VolitionRx Limited (VNRX) received approval for its compliance plan from the NYSE American exchange, granting the company until August 6, 2027, to address a stockholders' equity deficit of up to $6 million and maintain its listing.
"The Acceptance Letter has no immediate impact on the listing of the Company's shares of common stock, which will continue to be listed and traded," VolitionRx said in a statement, confirming operations and SEC reporting are unaffected.
The exchange had found VolitionRx non-compliant on February 6, 2026, as its stockholders' equity fell below the required minimums of $2 million, $4 million, and $6 million for companies with losses in the last two, three, and five years, respectively. The stock, which closed Tuesday at $0.1577, remains near its 52-week low of $0.15, with trading volume at just 23% of its 20-day average ahead of the news.

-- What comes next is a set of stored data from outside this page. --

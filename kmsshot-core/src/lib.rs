//! kmsshot Core Library
//!
//! Screenshots straight from the kernel's scanout buffers.
//!
//! This library provides:
//! - CRTC and framebuffer enumeration over raw DRM/KMS ioctls
//! - Read-only mapping of scanout memory via dumb buffers or GEM names
//! - BGRX to RGB row conversion and streaming JPEG encoding
//!
//! # Architecture
//!
//! ```text
//! ┌─────────────────┐    ┌──────────────┐    ┌─────────────────┐    ┌──────────────┐
//! │ Resolve outputs │───▶│ Export + map │───▶│ Convert rows    │───▶│ JPEG encode  │
//! │ (CRTC -> FB)    │    │ (dumb / GEM) │    │ (BGRX -> RGB)   │    │ (file)       │
//! └─────────────────┘    └──────────────┘    └─────────────────┘    └──────────────┘
//! ```

pub mod capture;
pub mod config;
pub mod device;
pub mod encode;
pub mod error;
pub mod export;
pub mod formats;
pub mod types;

pub use capture::{resolve_outputs, run, run_on, CaptureSession};
pub use config::{CaptureConfig, ConfigFile};
pub use device::{Card, KmsDevice};
pub use error::{KmsshotError, Result};
pub use export::ExportStrategy;
pub use types::{CaptureReport, CapturedImage, ResolvedOutput, ScanoutBuffer};
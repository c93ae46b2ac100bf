//! Configuration file loading
//!
//! Loads user configuration from `~/.config/kmsshot/config.toml`

use serde::{Deserialize, Serialize};
use std::path::{Path, PathBuf};
use tracing::{debug, info, warn};

use super::{default_device, default_output_dir, default_quality, CaptureConfig};
use crate::error::{KmsshotError, Result};
use crate::export::ExportStrategy;

/// Configuration file structure
#[derive(Debug, Clone, Default, PartialEq, Eq, Serialize, Deserialize)]
pub struct ConfigFile {
    /// Capture settings
    #[serde(default)]
    pub capture: CaptureSettings,
}

/// `[capture]` section
#[derive(Debug, Clone, PartialEq, Eq, Serialize, Deserialize)]
pub struct CaptureSettings {
    /// DRM device node
    #[serde(default = "default_device")]
    pub device: PathBuf,

    /// Output directory for screenshots
    #[serde(default = "default_output_dir")]
    pub output_dir: PathBuf,

    /// JPEG quality (1-100)
    #[serde(default = "default_quality")]
    pub quality: u8,

    /// Export strategy: auto, dumb, gem-name
    #[serde(default)]
    pub strategy: ExportStrategy,
}

impl Default for CaptureSettings {
    fn default() -> Self {
        Self {
            device: default_device(),
            output_dir: default_output_dir(),
            quality: default_quality(),
            strategy: ExportStrategy::default(),
        }
    }
}

impl ConfigFile {
    /// Get the default config file path
    pub fn default_path() -> PathBuf {
        if let Some(config_dir) = dirs::config_dir() {
            config_dir.join("kmsshot").join("config.toml")
        } else if let Ok(home) = std::env::var("HOME") {
            PathBuf::from(home)
                .join(".config")
                .join("kmsshot")
                .join("config.toml")
        } else {
            PathBuf::from("/etc/kmsshot/config.toml")
        }
    }

    /// Load configuration from the default path
    pub fn load() -> Result<Self> {
        Self::load_from(Self::default_path())
    }

    /// Load configuration from a specific path
    pub fn load_from(path: impl AsRef<Path>) -> Result<Self> {
        let path = path.as_ref();
        if !path.exists() {
            debug!("Config file not found at {:?}, using defaults", path);
            return Ok(Self::default());
        }

        let content = std::fs::read_to_string(path)
            .map_err(|e| KmsshotError::config(format!("Failed to read config file: {}", e)))?;

        let config: ConfigFile = toml::from_str(&content)
            .map_err(|e| KmsshotError::config(format!("Failed to parse config file: {}", e)))?;

        info!("Loaded configuration from {:?}", path);
        Ok(config)
    }

    /// Load configuration, logging warnings but returning defaults on error
    pub fn load_or_default() -> Self {
        match Self::load() {
            Ok(config) => config,
            Err(e) => {
                warn!("Failed to load config file: {}, using defaults", e);
                Self::default()
            }
        }
    }

    /// Save configuration to a specific path
    pub fn save_to(&self, path: impl AsRef<Path>) -> Result<()> {
        let path = path.as_ref();
        if let Some(parent) = path.parent() {
            if !parent.exists() {
                std::fs::create_dir_all(parent).map_err(|e| {
                    KmsshotError::config(format!("Failed to create config directory: {}", e))
                })?;
            }
        }

        let content = toml::to_string_pretty(self)
            .map_err(|e| KmsshotError::config(format!("Failed to serialize config: {}", e)))?;

        std::fs::write(path, content)
            .map_err(|e| KmsshotError::config(format!("Failed to write config file: {}", e)))?;

        info!("Saved configuration to {:?}", path);
        Ok(())
    }

    /// Write [`sample_config`] to `path`
    ///
    /// Returns `false` without touching an existing file unless `overwrite`
    /// is set.
    pub fn write_sample(path: impl AsRef<Path>, overwrite: bool) -> Result<bool> {
        let path = path.as_ref();
        if path.exists() && !overwrite {
            debug!("Keeping existing config file {:?}", path);
            return Ok(false);
        }
        if let Some(parent) = path.parent() {
            std::fs::create_dir_all(parent).map_err(|e| {
                KmsshotError::config(format!("Failed to create config directory: {}", e))
            })?;
        }

        std::fs::write(path, sample_config())
            .map_err(|e| KmsshotError::config(format!("Failed to write config file: {}", e)))?;
        info!("Wrote sample configuration to {:?}", path);
        Ok(true)
    }

    /// Runtime configuration from the file's settings
    pub fn to_capture_config(&self) -> CaptureConfig {
        CaptureConfig {
            device_path: self.capture.device.clone(),
            output_dir: self.capture.output_dir.clone(),
            quality: self.capture.quality,
            strategy: self.capture.strategy,
        }
    }
}

/// Generate a sample configuration file
pub fn sample_config() -> String {
    r#"# kmsshot configuration

[capture]
# DRM device node to read framebuffers from
device = "/dev/dri/card0"

# Directory screenshots are written to (screenshot-<fb id>.jpg)
output_dir = "."

# JPEG quality, 1-100
quality = 75

# How framebuffer memory is mapped:
#   "auto"     - dumb buffers if the driver supports them, GEM names otherwise
#   "dumb"     - DRM_IOCTL_MODE_MAP_DUMB on the framebuffer handle
#   "gem-name" - flink + open + i915 GTT mmap
strategy = "auto"
"#
    .to_string()
}
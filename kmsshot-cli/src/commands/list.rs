//! List command - show active CRTCs and their framebuffers

use anyhow::{Context, Result};
use clap::Args;
use kmsshot_core::capture::resolve_outputs;
use kmsshot_core::config::{CaptureConfig, ConfigFile};
use kmsshot_core::device::{list_devices, Card, KmsDevice};
use kmsshot_core::types::ResolvedOutput;
use serde::Serialize;
use std::path::PathBuf;

/// Arguments for the list command
#[derive(Args)]
pub struct ListArgs {
    /// DRM device node (defaults to the configured device)
    #[arg(short, long)]
    device: Option<PathBuf>,

    /// Print machine-readable JSON
    #[arg(long)]
    json: bool,
}

#[derive(Serialize)]
struct DeviceListing<'d> {
    device: PathBuf,
    driver: Option<String>,
    dumb_buffers: bool,
    // Dropping the outputs closes their framebuffer handles.
    outputs: Vec<ResolvedOutput<'d>>,
}

/// List active outputs without mapping any buffer
pub fn list(args: ListArgs) -> Result<()> {
    let config: CaptureConfig = ConfigFile::load_or_default().to_capture_config();
    let path = args.device.unwrap_or(config.device_path);

    let card = Card::open(&path)?;
    let listing = DeviceListing {
        driver: card.driver_name().ok(),
        dumb_buffers: card.supports_dumb_buffers(),
        outputs: resolve_outputs(&card)?,
        device: path,
    };

    if args.json {
        let json = serde_json::to_string_pretty(&listing).context("Failed to serialize listing")?;
        println!("{}", json);
        return Ok(());
    }

    println!("kmsshot - {}\n", listing.device.display());
    println!("  Driver:       {}", listing.driver.as_deref().unwrap_or("unknown"));
    println!(
        "  Dumb buffers: {}",
        if listing.dumb_buffers { "supported" } else { "not supported" }
    );
    println!();

    if listing.outputs.is_empty() {
        println!("No active CRTCs found.");
        let others: Vec<PathBuf> = list_devices()
            .into_iter()
            .filter(|d| *d != listing.device)
            .collect();
        if !others.is_empty() {
            println!("\nOther DRM devices:");
            for other in others {
                println!("  {}", other.display());
            }
        }
        return Ok(());
    }

    println!(
        "{:<6} {:<8} {:<8} {:<12} {:<8} {:<10} {:<8}",
        "Index", "CRTC", "FB", "Size", "Pitch", "Depth/BPP", "Format"
    );
    println!("{}", "-".repeat(66));

    for output in &listing.outputs {
        let fb = &output.buffer;
        println!(
            "{:<6} {:<8} {:<8} {:<12} {:<8} {:<10} {:<8}",
            output.crtc_index,
            output.crtc_id,
            fb.fb_id,
            format!("{}x{}", fb.width, fb.height),
            fb.pitch,
            format!("{}/{}", fb.depth, fb.bpp),
            fb.format_name()
        );
    }

    Ok(())
}
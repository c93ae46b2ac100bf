//! Configuration types for kmsshot
//!
//! Provides the runtime capture configuration and the on-disk config file.

mod file;

pub use file::{sample_config, CaptureSettings, ConfigFile};

use serde::{Deserialize, Serialize};
use std::path::{Path, PathBuf};

use crate::encode::JpegEncoder;
use crate::error::{KmsshotError, Result};
use crate::export::ExportStrategy;

/// Default DRM device node
pub const DEFAULT_DEVICE: &str = "/dev/dri/card0";

/// Full capture configuration
///
/// The device path and output directory are explicit so a run can be
/// pointed at any card and any destination.
#[derive(Debug, Clone, PartialEq, Eq, Serialize, Deserialize)]
pub struct CaptureConfig {
    /// DRM device node to open
    #[serde(default = "default_device")]
    pub device_path: PathBuf,
    /// Directory screenshots are written to
    #[serde(default = "default_output_dir")]
    pub output_dir: PathBuf,
    /// JPEG quality (1-100)
    #[serde(default = "default_quality")]
    pub quality: u8,
    /// Buffer export strategy
    #[serde(default)]
    pub strategy: ExportStrategy,
}

pub(crate) fn default_device() -> PathBuf {
    PathBuf::from(DEFAULT_DEVICE)
}

pub(crate) fn default_output_dir() -> PathBuf {
    PathBuf::from(".")
}

pub(crate) fn default_quality() -> u8 {
    JpegEncoder::DEFAULT_QUALITY
}

impl Default for CaptureConfig {
    fn default() -> Self {
        Self {
            device_path: default_device(),
            output_dir: default_output_dir(),
            quality: default_quality(),
            strategy: ExportStrategy::default(),
        }
    }
}

impl CaptureConfig {
    /// Set the DRM device node
    pub fn with_device(mut self, path: impl Into<PathBuf>) -> Self {
        self.device_path = path.into();
        self
    }

    /// Set the output directory
    pub fn with_output_dir(mut self, dir: impl Into<PathBuf>) -> Self {
        self.output_dir = dir.into();
        self
    }

    /// Set the JPEG quality
    pub fn with_quality(mut self, quality: u8) -> Self {
        self.quality = quality;
        self
    }

    /// Set the export strategy
    pub fn with_strategy(mut self, strategy: ExportStrategy) -> Self {
        self.strategy = strategy;
        self
    }

    /// File name for a framebuffer's screenshot
    pub fn file_name(fb_id: u32) -> String {
        format!("screenshot-{}.jpg", fb_id)
    }

    /// Full output path for a framebuffer's screenshot
    pub fn output_path(&self, fb_id: u32) -> PathBuf {
        self.output_dir.join(Self::file_name(fb_id))
    }

    /// Device path
    pub fn device(&self) -> &Path {
        &self.device_path
    }

    /// Encoder built from this configuration
    pub fn encoder(&self) -> JpegEncoder {
        JpegEncoder::new(self.quality)
    }

    /// Check settings that would otherwise fail late
    pub fn validate(&self) -> Result<()> {
        if !(1..=100).contains(&self.quality) {
            return Err(KmsshotError::config(format!(
                "quality must be between 1 and 100, got {}",
                self.quality
            )));
        }
        if self.device_path.as_os_str().is_empty() {
            return Err(KmsshotError::config("device path is empty"));
        }
        if self.output_dir.as_os_str().is_empty() {
            return Err(KmsshotError::config("output directory is empty"));
        }
        Ok(())
    }
}
//! GEM-name export: flink, reopen by name, GTT mmap

use std::io;
use tracing::debug;

use super::{BufferExporter, BufferMapping, GemHandle};
use crate::device::KmsDevice;
use crate::error::{ExportStage, KmsshotError, Result};
use crate::types::ScanoutBuffer;

/// Shares the framebuffer handle through a global GEM name and maps the
/// reopened object through the i915 GTT
///
/// The mapping covers the whole GEM object, which is at least
/// `pitch * height` bytes for a scanout buffer. The reopened handle is
/// closed first on release, the framebuffer handle after it.
#[derive(Debug, Clone, Copy, Default)]
pub struct GemNameExport;

impl BufferExporter for GemNameExport {
    fn name(&self) -> &'static str {
        "gem-name"
    }

    fn export_and_map<'d>(
        &self,
        device: &'d dyn KmsDevice,
        buffer: &ScanoutBuffer,
        fb_handle: Option<GemHandle<'d>>,
    ) -> Result<BufferMapping<'d>> {
        let export_err = |stage, handle, source| KmsshotError::Export {
            stage,
            handle,
            source,
        };

        let Some(source) = fb_handle else {
            return Err(export_err(
                ExportStage::Flink,
                buffer.handle,
                io::Error::new(io::ErrorKind::PermissionDenied, "framebuffer handle not visible"),
            ));
        };

        // `handle` is declared after `source`, so an early return closes it first.
        let name = device
            .gem_flink(source.raw())
            .map_err(|e| export_err(ExportStage::Flink, source.raw(), e))?;

        let object = device
            .gem_open(name)
            .map_err(|e| export_err(ExportStage::Open, source.raw(), e))?;
        let handle = GemHandle::new(device, object.handle);

        let len = usize::try_from(object.size).map_err(|_| {
            KmsshotError::invalid_buffer(format!(
                "GEM object of {} bytes does not fit in memory",
                object.size
            ))
        })?;

        let offset = device
            .gtt_map_offset(handle.raw())
            .map_err(|e| export_err(ExportStage::MapOffset, handle.raw(), e))?;

        let ptr = device
            .map_read_only(offset, len)
            .map_err(|e| export_err(ExportStage::Mmap, handle.raw(), e))?;

        debug!(
            fb_id = buffer.fb_id,
            name,
            handle = handle.raw(),
            offset,
            len,
            "Mapped GEM object"
        );

        // SAFETY: `ptr` was just mapped by `device` with length `len`.
        Ok(unsafe { BufferMapping::from_raw(device, ptr, len, Some(handle), Some(source)) })
    }
}
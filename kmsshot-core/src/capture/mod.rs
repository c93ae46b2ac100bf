//! Screenshot capture from KMS scanout buffers
//!
//! This module handles:
//! - Enumerating CRTCs and resolving their attached framebuffers
//! - Capturing each framebuffer through a [`CaptureSession`]
//! - The one-shot run used by the command line

mod session;

pub use session::CaptureSession;

use tracing::{debug, info, warn};

use crate::config::CaptureConfig;
use crate::device::{Card, KmsDevice};
use crate::error::Result;
use crate::types::{CaptureReport, ResolvedOutput};

/// Resolve every CRTC that is scanning out a framebuffer
///
/// Only a failure to read the resource list is fatal. CRTCs without a
/// framebuffer and CRTCs whose lookup fails are skipped. Each output holds
/// the framebuffer handle the lookup created until it is dropped.
pub fn resolve_outputs<'d>(device: &'d dyn KmsDevice) -> Result<Vec<ResolvedOutput<'d>>> {
    let crtcs = device.crtc_ids()?;
    info!("There are {} CRTCs", crtcs.len());

    let mut outputs = Vec::with_capacity(crtcs.len());
    for (crtc_index, &crtc_id) in crtcs.iter().enumerate() {
        match device.scanout_buffer(crtc_id) {
            Ok(Some(buffer)) => {
                debug!(
                    crtc_index,
                    crtc_id,
                    fb_id = buffer.fb_id,
                    "CRTC {} scans out framebuffer {}",
                    crtc_id,
                    buffer.fb_id
                );
                outputs.push(ResolvedOutput::new(device, crtc_index, crtc_id, buffer));
            }
            Ok(None) => debug!(crtc_index, crtc_id, "CRTC has no framebuffer"),
            Err(e) => warn!(crtc_index, crtc_id, "Skipping CRTC: {}", e),
        }
    }
    Ok(outputs)
}

/// Capture every active output of an already opened device
pub fn run_on(device: &dyn KmsDevice, config: &CaptureConfig) -> Result<CaptureReport> {
    let session = CaptureSession::new(device, config)?;
    let outputs = resolve_outputs(device)?;
    let report = session.capture_all(outputs);
    info!(
        captured = report.captured.len(),
        failed = report.failed.len(),
        "Capture finished"
    );
    Ok(report)
}

/// Open the configured device and capture every active output
///
/// Device open and resource enumeration failures are returned as fatal
/// errors; everything else is recorded in the report.
pub fn run(config: &CaptureConfig) -> Result<CaptureReport> {
    config.validate()?;
    let card = Card::open(config.device())?;
    run_on(&card, config)
}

With the immediate threat of delisting removed, the focus now shifts to VolitionRx's ability to execute its plan and rebuild its equity base before the August 2027 deadline. Investor sentiment has been cautious, with recent positive news on product launches and funding failing to lift the stock, suggesting this compliance issue was a significant overhang.
The core of the issue lies in Sections 1003(a)(i), (ii), and (iii) of the NYSE American Company Guide. These rules are designed to ensure listed companies maintain a minimum level of financial stability. VolitionRx, an epigenetics company developing blood tests for diseases like cancer, has incurred losses as it invests in research and commercialization, causing its equity to fall below the required thresholds. The company's plan, submitted before the March 8, 2026 deadline, outlines the actions it will take to bolster its equity, which will be subject to periodic review by the exchange.
The plan's acceptance provides critical breathing room. Despite a series of positive announcements in the prior month—including a new webshop launch, improved full-year 2025 financials, and €2.0 million in non-dilutive funding—the stock has not responded positively. This pattern suggests that the market's primary concern was the risk of delisting, which can severely impact a stock's liquidity and investor confidence. Peers like IceCure Medical (ICCM) and Apyx Medical (APYX) have shown mixed performance, indicating VNRX's challenges are company-specific. Failure to make sufficient progress or meet the final 2027 deadline could result in the NYSE American initiating delisting proceedings.
This article is for informational purposes only and does not constitute investment advice.